• **YOUR GOAL**: Copy out the lines of the records below, and only those lines, from the one with "ui.set_phase(state.kind().to_string().into());" through the one with "let file = file?;", exactly as they appear.

Dataset entries:
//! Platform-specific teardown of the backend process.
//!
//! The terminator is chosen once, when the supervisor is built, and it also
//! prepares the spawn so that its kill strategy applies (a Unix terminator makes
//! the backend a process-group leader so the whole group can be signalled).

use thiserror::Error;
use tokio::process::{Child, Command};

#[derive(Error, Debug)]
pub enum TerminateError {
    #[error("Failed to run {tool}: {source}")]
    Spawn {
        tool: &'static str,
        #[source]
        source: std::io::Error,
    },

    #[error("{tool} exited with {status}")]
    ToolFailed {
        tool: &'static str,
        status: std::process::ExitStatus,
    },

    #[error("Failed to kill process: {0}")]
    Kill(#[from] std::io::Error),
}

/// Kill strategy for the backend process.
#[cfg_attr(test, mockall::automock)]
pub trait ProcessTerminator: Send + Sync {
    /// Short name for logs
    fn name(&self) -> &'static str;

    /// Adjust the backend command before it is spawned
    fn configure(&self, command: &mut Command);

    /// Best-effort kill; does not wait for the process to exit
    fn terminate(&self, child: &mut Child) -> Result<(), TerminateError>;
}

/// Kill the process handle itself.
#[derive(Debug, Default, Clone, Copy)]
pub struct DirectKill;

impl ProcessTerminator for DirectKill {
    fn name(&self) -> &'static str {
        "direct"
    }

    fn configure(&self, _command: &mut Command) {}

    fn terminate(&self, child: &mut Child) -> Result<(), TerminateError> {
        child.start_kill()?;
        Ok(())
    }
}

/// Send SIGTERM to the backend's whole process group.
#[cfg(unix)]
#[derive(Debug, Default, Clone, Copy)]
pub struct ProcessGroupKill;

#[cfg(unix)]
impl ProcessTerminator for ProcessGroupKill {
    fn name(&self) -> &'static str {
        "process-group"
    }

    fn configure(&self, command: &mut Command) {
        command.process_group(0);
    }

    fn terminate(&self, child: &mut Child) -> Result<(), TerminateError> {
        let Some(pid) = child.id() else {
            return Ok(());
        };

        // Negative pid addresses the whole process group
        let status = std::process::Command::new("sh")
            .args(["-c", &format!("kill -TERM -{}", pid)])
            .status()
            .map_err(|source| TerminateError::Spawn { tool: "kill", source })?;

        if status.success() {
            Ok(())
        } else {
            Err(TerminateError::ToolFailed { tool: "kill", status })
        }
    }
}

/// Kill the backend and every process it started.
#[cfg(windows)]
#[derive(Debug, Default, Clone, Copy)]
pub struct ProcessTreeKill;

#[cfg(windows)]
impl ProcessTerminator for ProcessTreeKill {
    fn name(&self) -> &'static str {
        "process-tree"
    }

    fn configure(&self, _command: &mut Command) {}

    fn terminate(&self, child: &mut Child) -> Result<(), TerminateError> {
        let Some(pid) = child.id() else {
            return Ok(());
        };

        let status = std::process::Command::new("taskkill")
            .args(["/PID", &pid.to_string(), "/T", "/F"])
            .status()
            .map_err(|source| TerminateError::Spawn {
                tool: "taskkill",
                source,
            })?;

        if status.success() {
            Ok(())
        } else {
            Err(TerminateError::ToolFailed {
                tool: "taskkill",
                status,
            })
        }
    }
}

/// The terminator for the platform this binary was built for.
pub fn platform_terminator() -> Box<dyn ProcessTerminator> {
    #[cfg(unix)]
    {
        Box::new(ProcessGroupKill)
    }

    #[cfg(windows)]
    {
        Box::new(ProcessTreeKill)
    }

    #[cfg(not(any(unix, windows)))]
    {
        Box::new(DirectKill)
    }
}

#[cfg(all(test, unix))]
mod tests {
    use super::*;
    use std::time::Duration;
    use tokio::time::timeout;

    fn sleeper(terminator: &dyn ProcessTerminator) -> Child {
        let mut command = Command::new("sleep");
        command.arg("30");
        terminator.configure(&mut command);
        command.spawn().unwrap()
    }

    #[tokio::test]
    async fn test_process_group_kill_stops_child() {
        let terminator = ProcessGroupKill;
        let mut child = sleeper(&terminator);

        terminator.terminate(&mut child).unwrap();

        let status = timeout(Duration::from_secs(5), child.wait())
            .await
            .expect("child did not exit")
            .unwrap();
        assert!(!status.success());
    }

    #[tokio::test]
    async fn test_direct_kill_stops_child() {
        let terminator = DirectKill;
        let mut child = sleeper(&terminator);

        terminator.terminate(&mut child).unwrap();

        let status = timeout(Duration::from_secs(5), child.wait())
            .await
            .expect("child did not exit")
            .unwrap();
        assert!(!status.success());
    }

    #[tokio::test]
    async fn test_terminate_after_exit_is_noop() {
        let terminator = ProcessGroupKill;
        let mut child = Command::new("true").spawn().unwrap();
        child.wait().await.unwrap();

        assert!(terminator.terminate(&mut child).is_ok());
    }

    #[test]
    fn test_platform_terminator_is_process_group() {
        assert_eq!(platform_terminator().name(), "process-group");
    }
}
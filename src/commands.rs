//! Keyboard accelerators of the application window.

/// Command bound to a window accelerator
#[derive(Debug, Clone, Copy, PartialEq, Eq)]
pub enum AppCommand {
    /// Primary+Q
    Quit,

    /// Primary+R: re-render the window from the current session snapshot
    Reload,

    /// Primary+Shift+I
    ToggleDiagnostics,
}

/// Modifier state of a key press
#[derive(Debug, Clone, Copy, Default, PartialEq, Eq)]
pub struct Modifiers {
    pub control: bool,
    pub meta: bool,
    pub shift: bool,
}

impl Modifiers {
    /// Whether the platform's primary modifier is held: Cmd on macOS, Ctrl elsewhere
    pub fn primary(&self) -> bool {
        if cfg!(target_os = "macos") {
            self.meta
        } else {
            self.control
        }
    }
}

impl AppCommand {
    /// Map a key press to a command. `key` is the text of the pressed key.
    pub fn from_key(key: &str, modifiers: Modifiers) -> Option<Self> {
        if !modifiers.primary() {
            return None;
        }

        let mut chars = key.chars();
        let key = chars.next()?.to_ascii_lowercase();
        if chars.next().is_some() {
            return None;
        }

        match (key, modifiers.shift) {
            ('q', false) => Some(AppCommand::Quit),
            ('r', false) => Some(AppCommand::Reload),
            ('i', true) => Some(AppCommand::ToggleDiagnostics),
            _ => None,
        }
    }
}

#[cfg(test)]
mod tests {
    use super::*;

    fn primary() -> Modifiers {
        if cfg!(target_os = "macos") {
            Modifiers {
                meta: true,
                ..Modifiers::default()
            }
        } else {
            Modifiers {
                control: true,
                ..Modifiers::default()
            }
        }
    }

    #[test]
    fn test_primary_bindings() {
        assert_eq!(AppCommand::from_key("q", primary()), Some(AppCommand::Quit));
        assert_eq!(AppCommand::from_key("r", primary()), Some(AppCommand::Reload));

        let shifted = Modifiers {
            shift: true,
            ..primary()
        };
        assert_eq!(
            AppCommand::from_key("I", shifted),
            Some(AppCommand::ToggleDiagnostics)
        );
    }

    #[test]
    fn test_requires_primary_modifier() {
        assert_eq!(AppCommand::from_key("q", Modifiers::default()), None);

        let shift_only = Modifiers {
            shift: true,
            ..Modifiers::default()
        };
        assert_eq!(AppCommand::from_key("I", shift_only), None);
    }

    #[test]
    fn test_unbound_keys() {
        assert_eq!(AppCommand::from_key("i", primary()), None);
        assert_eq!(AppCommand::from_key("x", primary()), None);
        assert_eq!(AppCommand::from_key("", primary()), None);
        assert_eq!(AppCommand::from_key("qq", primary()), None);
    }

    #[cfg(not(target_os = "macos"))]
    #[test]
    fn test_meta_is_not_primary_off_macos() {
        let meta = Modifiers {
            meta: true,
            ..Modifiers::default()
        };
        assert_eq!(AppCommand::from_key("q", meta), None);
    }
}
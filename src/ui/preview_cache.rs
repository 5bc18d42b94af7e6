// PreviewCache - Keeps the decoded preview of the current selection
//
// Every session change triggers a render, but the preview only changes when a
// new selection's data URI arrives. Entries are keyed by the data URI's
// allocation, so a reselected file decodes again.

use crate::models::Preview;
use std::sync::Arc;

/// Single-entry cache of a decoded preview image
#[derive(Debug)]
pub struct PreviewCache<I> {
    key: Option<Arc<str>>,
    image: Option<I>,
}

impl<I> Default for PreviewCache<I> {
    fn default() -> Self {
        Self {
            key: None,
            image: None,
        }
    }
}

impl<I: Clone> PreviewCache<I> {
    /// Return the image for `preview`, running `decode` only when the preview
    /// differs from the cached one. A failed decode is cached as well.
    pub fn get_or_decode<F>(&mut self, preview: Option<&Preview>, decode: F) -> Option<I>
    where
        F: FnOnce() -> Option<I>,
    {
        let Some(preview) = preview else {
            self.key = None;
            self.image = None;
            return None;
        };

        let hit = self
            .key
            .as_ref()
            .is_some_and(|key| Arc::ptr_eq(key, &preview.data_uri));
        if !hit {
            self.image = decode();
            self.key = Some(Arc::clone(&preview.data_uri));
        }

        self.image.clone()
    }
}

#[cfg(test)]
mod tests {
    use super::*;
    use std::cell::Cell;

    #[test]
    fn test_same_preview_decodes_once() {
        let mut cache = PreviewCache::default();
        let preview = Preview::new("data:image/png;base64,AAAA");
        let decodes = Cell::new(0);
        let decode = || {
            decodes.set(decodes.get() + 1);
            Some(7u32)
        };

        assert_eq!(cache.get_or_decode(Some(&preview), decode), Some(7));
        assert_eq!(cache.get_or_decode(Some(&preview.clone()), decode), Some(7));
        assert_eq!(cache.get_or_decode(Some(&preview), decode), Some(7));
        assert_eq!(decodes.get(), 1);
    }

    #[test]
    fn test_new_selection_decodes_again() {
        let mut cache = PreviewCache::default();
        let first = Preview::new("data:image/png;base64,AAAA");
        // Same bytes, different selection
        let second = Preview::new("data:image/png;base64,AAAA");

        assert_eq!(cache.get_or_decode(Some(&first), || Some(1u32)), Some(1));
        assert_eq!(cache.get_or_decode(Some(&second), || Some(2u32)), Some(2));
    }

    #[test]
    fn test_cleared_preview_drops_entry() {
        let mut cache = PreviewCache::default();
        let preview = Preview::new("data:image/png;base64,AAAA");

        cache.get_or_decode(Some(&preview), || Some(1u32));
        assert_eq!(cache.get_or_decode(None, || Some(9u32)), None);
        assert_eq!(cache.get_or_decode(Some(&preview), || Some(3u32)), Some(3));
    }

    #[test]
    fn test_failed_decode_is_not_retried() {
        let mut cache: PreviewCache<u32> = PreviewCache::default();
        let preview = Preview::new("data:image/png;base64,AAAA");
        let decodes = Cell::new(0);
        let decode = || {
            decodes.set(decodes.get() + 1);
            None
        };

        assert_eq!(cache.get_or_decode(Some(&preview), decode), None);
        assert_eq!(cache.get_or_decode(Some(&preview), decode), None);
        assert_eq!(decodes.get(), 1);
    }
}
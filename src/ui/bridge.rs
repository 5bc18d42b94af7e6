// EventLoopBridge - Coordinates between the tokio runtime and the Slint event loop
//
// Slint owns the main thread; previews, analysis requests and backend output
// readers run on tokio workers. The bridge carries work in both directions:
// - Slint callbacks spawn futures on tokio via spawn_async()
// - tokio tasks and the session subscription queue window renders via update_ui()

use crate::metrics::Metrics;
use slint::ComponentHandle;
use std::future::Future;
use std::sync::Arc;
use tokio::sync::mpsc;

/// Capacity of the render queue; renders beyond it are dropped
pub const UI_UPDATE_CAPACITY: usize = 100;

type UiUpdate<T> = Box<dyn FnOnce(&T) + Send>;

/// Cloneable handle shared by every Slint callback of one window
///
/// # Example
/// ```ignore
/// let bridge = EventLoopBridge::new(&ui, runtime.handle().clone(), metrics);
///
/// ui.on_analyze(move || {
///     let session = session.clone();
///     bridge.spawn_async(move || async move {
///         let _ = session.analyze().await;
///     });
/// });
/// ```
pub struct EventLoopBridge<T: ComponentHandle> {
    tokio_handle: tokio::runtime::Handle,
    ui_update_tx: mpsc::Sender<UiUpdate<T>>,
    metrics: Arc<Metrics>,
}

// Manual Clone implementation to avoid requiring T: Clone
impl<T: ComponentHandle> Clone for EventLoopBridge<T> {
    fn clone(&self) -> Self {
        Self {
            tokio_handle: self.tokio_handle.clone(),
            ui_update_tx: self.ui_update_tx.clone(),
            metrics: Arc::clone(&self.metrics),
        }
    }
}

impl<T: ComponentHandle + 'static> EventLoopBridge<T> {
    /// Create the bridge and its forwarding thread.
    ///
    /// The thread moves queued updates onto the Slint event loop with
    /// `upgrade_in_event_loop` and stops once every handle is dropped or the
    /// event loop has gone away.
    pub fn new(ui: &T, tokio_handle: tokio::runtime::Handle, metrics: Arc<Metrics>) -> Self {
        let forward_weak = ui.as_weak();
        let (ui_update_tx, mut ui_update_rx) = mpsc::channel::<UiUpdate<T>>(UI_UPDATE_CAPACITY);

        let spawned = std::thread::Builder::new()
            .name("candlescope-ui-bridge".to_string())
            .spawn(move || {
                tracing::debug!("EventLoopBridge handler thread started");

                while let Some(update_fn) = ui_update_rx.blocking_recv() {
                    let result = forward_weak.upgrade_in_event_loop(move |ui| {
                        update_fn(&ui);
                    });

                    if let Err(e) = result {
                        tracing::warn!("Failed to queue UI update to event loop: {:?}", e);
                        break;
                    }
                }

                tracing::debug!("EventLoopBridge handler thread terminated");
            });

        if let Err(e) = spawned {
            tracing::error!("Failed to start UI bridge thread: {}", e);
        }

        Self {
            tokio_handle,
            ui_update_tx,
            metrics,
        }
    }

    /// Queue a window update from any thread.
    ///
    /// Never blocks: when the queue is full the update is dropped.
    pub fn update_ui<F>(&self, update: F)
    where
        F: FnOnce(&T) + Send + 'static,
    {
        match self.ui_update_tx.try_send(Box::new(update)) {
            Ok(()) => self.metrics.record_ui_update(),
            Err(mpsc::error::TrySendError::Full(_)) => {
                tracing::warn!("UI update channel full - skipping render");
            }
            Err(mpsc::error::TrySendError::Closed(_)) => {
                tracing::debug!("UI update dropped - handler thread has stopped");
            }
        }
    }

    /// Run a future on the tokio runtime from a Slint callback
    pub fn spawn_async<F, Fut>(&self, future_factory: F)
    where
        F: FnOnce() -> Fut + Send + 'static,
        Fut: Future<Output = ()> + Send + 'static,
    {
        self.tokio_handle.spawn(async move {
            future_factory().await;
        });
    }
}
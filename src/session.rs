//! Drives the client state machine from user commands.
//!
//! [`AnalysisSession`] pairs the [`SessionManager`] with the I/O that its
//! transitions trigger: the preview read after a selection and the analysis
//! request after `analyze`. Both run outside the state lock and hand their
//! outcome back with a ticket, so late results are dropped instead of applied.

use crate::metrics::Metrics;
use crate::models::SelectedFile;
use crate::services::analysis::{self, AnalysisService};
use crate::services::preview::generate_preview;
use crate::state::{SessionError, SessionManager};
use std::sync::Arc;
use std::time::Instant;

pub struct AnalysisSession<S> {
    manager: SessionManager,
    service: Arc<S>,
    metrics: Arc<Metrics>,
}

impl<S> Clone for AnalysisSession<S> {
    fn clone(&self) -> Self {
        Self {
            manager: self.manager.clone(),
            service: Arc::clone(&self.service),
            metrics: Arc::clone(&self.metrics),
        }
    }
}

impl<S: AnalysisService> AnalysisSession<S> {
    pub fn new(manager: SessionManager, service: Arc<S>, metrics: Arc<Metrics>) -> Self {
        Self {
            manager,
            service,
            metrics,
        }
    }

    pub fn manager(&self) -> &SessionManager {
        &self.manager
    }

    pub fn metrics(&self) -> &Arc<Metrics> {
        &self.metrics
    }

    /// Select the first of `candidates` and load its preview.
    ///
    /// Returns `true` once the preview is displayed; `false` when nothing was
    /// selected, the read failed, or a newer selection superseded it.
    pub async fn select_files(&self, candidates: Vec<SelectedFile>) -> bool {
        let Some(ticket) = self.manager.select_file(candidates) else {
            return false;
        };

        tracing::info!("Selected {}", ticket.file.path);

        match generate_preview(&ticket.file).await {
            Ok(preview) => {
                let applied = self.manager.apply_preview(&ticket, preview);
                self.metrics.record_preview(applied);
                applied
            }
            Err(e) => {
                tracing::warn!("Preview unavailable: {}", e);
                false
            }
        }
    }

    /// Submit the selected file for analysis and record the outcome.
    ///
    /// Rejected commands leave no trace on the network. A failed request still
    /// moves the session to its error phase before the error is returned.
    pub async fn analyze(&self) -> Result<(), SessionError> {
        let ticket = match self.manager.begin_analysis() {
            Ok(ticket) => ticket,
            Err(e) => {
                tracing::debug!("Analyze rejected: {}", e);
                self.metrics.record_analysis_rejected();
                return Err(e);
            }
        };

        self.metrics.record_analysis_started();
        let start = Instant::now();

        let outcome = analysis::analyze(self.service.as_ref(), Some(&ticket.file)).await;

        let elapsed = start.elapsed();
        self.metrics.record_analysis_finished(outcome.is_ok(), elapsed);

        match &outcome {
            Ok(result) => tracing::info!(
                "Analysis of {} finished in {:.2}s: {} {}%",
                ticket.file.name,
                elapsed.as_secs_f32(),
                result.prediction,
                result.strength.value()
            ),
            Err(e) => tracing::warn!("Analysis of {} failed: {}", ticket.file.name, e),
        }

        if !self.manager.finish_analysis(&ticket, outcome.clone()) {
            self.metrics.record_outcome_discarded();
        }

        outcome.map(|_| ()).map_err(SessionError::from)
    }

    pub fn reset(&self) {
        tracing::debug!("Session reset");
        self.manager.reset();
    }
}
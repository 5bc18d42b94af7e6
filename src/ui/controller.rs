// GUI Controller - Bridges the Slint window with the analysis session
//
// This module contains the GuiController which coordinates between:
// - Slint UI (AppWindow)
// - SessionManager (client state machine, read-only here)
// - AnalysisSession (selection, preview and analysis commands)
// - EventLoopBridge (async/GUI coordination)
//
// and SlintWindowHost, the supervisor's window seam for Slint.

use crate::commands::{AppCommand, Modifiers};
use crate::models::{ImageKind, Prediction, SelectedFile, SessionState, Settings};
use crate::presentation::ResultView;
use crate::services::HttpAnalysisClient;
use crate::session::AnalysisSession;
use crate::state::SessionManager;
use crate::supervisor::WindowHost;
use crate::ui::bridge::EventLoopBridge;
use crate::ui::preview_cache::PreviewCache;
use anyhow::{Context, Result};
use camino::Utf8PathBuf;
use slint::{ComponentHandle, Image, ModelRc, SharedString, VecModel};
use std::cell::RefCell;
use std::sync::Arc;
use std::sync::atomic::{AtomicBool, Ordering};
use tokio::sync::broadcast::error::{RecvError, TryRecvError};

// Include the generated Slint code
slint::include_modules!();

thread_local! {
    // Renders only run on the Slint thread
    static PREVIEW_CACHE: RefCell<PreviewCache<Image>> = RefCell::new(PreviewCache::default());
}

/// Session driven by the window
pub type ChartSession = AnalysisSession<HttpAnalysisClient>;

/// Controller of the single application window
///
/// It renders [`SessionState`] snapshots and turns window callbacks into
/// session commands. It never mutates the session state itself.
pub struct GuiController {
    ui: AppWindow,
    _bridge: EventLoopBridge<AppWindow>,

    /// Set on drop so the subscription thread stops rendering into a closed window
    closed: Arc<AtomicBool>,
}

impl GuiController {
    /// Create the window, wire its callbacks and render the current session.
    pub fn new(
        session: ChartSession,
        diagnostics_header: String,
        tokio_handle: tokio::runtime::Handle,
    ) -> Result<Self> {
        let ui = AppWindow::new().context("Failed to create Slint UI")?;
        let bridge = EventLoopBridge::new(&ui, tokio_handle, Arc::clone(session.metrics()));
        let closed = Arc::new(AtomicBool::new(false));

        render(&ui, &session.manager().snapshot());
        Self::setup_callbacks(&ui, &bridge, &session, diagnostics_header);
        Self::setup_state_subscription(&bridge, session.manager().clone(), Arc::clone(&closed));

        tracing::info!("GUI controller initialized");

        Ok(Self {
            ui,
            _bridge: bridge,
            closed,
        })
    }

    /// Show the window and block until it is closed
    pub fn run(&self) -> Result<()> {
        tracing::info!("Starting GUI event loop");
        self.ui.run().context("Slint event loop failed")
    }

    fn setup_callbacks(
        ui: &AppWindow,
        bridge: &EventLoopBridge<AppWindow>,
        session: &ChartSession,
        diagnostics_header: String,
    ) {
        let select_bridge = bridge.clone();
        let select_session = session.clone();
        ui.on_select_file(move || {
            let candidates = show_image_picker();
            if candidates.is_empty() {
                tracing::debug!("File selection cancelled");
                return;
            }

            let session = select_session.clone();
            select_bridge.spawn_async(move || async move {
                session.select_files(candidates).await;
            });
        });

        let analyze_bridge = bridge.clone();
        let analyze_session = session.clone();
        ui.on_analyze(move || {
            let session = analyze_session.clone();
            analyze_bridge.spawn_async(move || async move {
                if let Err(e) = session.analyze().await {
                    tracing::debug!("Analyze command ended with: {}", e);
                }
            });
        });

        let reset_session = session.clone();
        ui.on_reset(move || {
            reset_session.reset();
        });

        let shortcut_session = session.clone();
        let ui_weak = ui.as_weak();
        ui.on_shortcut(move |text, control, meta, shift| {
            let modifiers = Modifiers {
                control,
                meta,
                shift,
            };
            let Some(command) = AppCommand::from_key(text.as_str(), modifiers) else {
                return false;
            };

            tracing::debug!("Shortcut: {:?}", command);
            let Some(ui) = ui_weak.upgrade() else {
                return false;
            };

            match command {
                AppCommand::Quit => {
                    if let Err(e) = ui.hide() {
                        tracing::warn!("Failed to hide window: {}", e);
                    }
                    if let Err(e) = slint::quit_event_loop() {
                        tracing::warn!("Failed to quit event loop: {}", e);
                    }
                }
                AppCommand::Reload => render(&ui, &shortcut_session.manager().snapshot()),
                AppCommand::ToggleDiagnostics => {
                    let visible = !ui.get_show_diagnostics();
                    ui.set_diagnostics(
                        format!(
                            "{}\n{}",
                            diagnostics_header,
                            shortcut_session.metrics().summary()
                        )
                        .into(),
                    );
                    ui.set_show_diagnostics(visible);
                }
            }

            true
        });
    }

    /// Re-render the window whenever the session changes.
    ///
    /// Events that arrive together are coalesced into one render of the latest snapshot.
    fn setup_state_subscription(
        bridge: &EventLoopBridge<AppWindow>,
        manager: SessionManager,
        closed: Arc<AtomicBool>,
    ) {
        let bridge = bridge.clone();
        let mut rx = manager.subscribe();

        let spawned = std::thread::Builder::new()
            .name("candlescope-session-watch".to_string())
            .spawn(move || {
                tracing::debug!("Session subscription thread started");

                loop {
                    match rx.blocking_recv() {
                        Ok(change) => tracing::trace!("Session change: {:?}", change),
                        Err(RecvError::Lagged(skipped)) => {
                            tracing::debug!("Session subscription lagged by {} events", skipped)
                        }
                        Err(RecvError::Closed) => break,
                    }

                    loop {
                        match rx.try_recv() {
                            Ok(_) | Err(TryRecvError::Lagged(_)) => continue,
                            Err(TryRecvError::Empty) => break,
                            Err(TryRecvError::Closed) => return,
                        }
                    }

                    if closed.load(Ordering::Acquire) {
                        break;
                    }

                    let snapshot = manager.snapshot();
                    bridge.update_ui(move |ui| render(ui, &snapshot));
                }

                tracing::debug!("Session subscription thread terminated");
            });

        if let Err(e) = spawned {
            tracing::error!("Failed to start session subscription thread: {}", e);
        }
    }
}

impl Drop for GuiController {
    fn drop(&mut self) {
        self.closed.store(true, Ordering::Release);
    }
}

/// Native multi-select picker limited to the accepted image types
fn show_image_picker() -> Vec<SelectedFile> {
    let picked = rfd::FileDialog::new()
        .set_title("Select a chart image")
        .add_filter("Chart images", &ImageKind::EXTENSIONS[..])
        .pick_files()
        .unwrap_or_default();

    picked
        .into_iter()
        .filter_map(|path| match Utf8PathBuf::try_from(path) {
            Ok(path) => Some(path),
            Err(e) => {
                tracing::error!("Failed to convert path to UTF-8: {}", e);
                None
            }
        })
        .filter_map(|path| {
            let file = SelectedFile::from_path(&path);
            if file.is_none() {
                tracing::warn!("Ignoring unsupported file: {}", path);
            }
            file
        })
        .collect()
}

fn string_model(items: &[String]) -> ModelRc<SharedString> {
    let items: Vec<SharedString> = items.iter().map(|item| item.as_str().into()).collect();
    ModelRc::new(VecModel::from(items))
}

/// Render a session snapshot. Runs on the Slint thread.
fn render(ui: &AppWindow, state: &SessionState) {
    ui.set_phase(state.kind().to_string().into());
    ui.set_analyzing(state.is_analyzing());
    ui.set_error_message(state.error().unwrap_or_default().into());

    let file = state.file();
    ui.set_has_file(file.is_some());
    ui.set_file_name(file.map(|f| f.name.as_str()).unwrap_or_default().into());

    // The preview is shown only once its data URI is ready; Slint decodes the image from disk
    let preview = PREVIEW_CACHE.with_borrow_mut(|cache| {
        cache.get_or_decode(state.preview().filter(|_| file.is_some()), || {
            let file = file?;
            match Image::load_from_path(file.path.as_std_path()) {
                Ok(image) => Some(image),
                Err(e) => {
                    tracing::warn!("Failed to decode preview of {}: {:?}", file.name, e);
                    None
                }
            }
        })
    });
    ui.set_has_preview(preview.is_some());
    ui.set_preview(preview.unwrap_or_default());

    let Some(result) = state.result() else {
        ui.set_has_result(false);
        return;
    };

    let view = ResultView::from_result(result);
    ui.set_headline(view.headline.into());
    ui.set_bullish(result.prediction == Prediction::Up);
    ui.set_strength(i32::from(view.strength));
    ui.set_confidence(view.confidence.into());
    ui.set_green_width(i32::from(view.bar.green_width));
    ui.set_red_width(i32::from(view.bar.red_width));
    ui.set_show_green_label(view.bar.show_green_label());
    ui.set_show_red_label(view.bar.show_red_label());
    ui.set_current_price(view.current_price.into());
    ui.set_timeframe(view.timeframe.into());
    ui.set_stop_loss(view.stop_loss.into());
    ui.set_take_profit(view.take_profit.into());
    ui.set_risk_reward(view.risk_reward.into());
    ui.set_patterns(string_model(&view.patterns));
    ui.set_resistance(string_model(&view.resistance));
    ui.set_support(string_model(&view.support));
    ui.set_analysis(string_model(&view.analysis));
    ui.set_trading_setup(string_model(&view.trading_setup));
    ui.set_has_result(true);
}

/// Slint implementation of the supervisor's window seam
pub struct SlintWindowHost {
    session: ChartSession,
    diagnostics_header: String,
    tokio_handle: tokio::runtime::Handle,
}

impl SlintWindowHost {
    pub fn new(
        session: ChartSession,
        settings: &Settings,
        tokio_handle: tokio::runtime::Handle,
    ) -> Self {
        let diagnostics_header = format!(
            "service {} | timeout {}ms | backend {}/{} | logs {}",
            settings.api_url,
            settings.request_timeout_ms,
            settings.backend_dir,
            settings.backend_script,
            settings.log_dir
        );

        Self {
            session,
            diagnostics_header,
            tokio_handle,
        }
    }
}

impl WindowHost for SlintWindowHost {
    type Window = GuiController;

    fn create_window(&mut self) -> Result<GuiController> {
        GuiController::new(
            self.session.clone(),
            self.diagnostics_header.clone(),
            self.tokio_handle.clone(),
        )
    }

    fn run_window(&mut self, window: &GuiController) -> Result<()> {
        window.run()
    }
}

• **TASK ANSWER**:
    ui.set_phase(state.kind().to_string().into());
    ui.set_analyzing(state.is_analyzing());
    ui.set_error_message(state.error().unwrap_or_default().into());

    let file = state.file();
    ui.set_has_file(file.is_some());
    ui.set_file_name(file.map(|f| f.name.as_str()).unwrap_or_default().into());

    // The preview is shown only once its data URI is ready; Slint decodes the image from disk
    let preview = PREVIEW_CACHE.with_borrow_mut(|cache| {
        cache.get_or_decode(state.preview().filter(|_| file.is_some()), || {
            let file = file?;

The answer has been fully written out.